* **About this task**:
Please take the entries below from the first line through the line containing "repository c301ea517a4fc438" and repeat them exactly, leaving out everything after.

* **Source material**:
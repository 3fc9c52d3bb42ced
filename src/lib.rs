#![allow(non_snake_case)]

pub mod cli;
pub mod clients;
pub mod config;
pub mod models;
pub mod service;
pub mod storage;
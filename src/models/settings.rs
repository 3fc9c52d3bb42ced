use serde::{Deserialize, Serialize};

use crate::models::appointment::DEFAULT_FREQUENCY_DAYS;

/// Fallback recurrence used when no prior appointment exists to derive a
/// default from.
#[derive(Debug, Serialize, Deserialize, Clone, PartialEq)]
#[serde(rename_all = "camelCase")]
pub struct UserSettings {
    pub frequency_days: i64,
}

impl Default for UserSettings {
    fn default() -> Self {
        Self {
            frequency_days: DEFAULT_FREQUENCY_DAYS,
        }
    }
}
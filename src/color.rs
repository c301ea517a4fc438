//! Color Math - Contrast Derivation
//!
//! Category colors arrive as 6-hex-digit strings. Title text needs a darker
//! shade and the badge symbol a lighter one so both read against the
//! colorized background. Darken/lighten shift HSL lightness by an absolute
//! fraction, clamped to [0, 1].

/// An sRGB color with 8-bit channels.
#[derive(Debug, Clone, Copy, PartialEq, Eq)]
pub struct Rgb {
    pub r: u8,
    pub g: u8,
    pub b: u8,
}

impl Rgb {
    /// Parse a 6-hex-digit color string (no `#` prefix).
    pub fn from_hex(hex: &str) -> Option<Self> {
        if hex.len() != 6 || !hex.bytes().all(|b| b.is_ascii_hexdigit()) {
            return None;
        }
        let r = u8::from_str_radix(&hex[0..2], 16).ok()?;
        let g = u8::from_str_radix(&hex[2..4], 16).ok()?;
        let b = u8::from_str_radix(&hex[4..6], 16).ok()?;
        Some(Self { r, g, b })
    }

    /// Format as a lowercase 6-hex-digit string (no `#` prefix).
    pub fn to_hex(self) -> String {
        format!("{:02x}{:02x}{:02x}", self.r, self.g, self.b)
    }

    /// Reduce lightness by `amount` (0.0..=1.0), clamped at black.
    pub fn darken(self, amount: f64) -> Self {
        let (h, s, l) = self.to_hsl();
        Self::from_hsl(h, s, (l - amount).clamp(0.0, 1.0))
    }

    /// Increase lightness by `amount` (0.0..=1.0), clamped at white.
    pub fn lighten(self, amount: f64) -> Self {
        let (h, s, l) = self.to_hsl();
        Self::from_hsl(h, s, (l + amount).clamp(0.0, 1.0))
    }

    /// Weighted channel luminance in [0, 1]. Only the ordering matters here:
    /// lowering HSL lightness at fixed hue/saturation never raises a channel,
    /// so darken/lighten move luminance strictly down/up until they clamp.
    pub fn relative_luminance(self) -> f64 {
        let r = self.r as f64 / 255.0;
        let g = self.g as f64 / 255.0;
        let b = self.b as f64 / 255.0;
        0.2126 * r + 0.7152 * g + 0.0722 * b
    }

    fn to_hsl(self) -> (f64, f64, f64) {
        let r = self.r as f64 / 255.0;
        let g = self.g as f64 / 255.0;
        let b = self.b as f64 / 255.0;

        let max = r.max(g).max(b);
        let min = r.min(g).min(b);
        let l = (max + min) / 2.0;

        if max == min {
            return (0.0, 0.0, l);
        }

        let d = max - min;
        let s = if l > 0.5 {
            d / (2.0 - max - min)
        } else {
            d / (max + min)
        };

        let h = if max == r {
            (g - b) / d + if g < b { 6.0 } else { 0.0 }
        } else if max == g {
            (b - r) / d + 2.0
        } else {
            (r - g) / d + 4.0
        } / 6.0;

        (h, s, l)
    }

    fn from_hsl(h: f64, s: f64, l: f64) -> Self {
        if s == 0.0 {
            let v = channel(l);
            return Self { r: v, g: v, b: v };
        }

        let q = if l < 0.5 { l * (1.0 + s) } else { l + s - l * s };
        let p = 2.0 * l - q;

        Self {
            r: channel(hue_to_channel(p, q, h + 1.0 / 3.0)),
            g: channel(hue_to_channel(p, q, h)),
            b: channel(hue_to_channel(p, q, h - 1.0 / 3.0)),
        }
    }
}

fn hue_to_channel(p: f64, q: f64, t: f64) -> f64 {
    let t = if t < 0.0 {
        t + 1.0
    } else if t > 1.0 {
        t - 1.0
    } else {
        t
    };

    if t < 1.0 / 6.0 {
        p + (q - p) * 6.0 * t
    } else if t < 1.0 / 2.0 {
        q
    } else if t < 2.0 / 3.0 {
        p + (q - p) * (2.0 / 3.0 - t) * 6.0
    } else {
        p
    }
}

fn channel(v: f64) -> u8 {
    (v * 255.0).round().clamp(0.0, 255.0) as u8
}

#[cfg(test)]
mod tests {
    use super::*;

    #[test]
    fn test_hex_round_trip() {
        for hex in ["ff9900", "f463f4", "000000", "ffffff", "0a0b0c"] {
            let rgb = Rgb::from_hex(hex).unwrap();
            assert_eq!(rgb.to_hex(), hex);
        }
    }

    #[test]
    fn test_invalid_hex_rejected() {
        assert!(Rgb::from_hex("#ff9900").is_none());
        assert!(Rgb::from_hex("ff990").is_none());
        assert!(Rgb::from_hex("ff99zz").is_none());
        assert!(Rgb::from_hex("").is_none());
    }

    #[test]
    fn test_darken_lowers_luminance() {
        let base = Rgb::from_hex("ff9900").unwrap();
        let darker = base.darken(0.2);
        assert!(darker.relative_luminance() < base.relative_luminance());
    }

    #[test]
    fn test_lighten_raises_luminance() {
        let base = Rgb::from_hex("f463f4").unwrap();
        let lighter = base.lighten(0.3);
        assert!(lighter.relative_luminance() > base.relative_luminance());
    }

    #[test]
    fn test_extremes_clamp_without_overflow() {
        let black = Rgb::from_hex("000000").unwrap();
        assert_eq!(black.darken(0.5), black);

        let white = Rgb::from_hex("ffffff").unwrap();
        assert_eq!(white.lighten(0.5), white);

        // Near-extreme inputs clamp at the boundary instead of wrapping.
        let near_black = Rgb::from_hex("050505").unwrap();
        assert_eq!(near_black.darken(0.9).to_hex(), "000000");
        let near_white = Rgb::from_hex("fafafa").unwrap();
        assert_eq!(near_white.lighten(0.9).to_hex(), "ffffff");
    }

    #[test]
    fn test_deterministic() {
        let base = Rgb::from_hex("3366cc").unwrap();
        assert_eq!(base.darken(0.2), base.darken(0.2));
        assert_eq!(base.lighten(0.3), base.lighten(0.3));
    }
}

* **Answer to this problem**:
repository 3fc9c52d3bb42ced
filename src/lib.rs
#![allow(non_snake_case)]

pub mod cli;
pub mod clients;
pub mod config;
pub mod models;
pub mod service;
pub mod storage;
filename src/models/settings.rs
repository 3fc9c52d3bb42ced
use serde::{Deserialize, Serialize};

use crate::models::appointment::DEFAULT_FREQUENCY_DAYS;

/// Fallback recurrence used when no prior appointment exists to derive a
/// default from.
#[derive(Debug, Serialize, Deserialize, Clone, PartialEq)]
#[serde(rename_all = "camelCase")]
pub struct UserSettings {
    pub frequency_days: i64,
}

impl Default for UserSettings {
    fn default() -> Self {
        Self {
            frequency_days: DEFAULT_FREQUENCY_DAYS,
        }
    }
}
filename src/color.rs
repository c301ea517a4fc438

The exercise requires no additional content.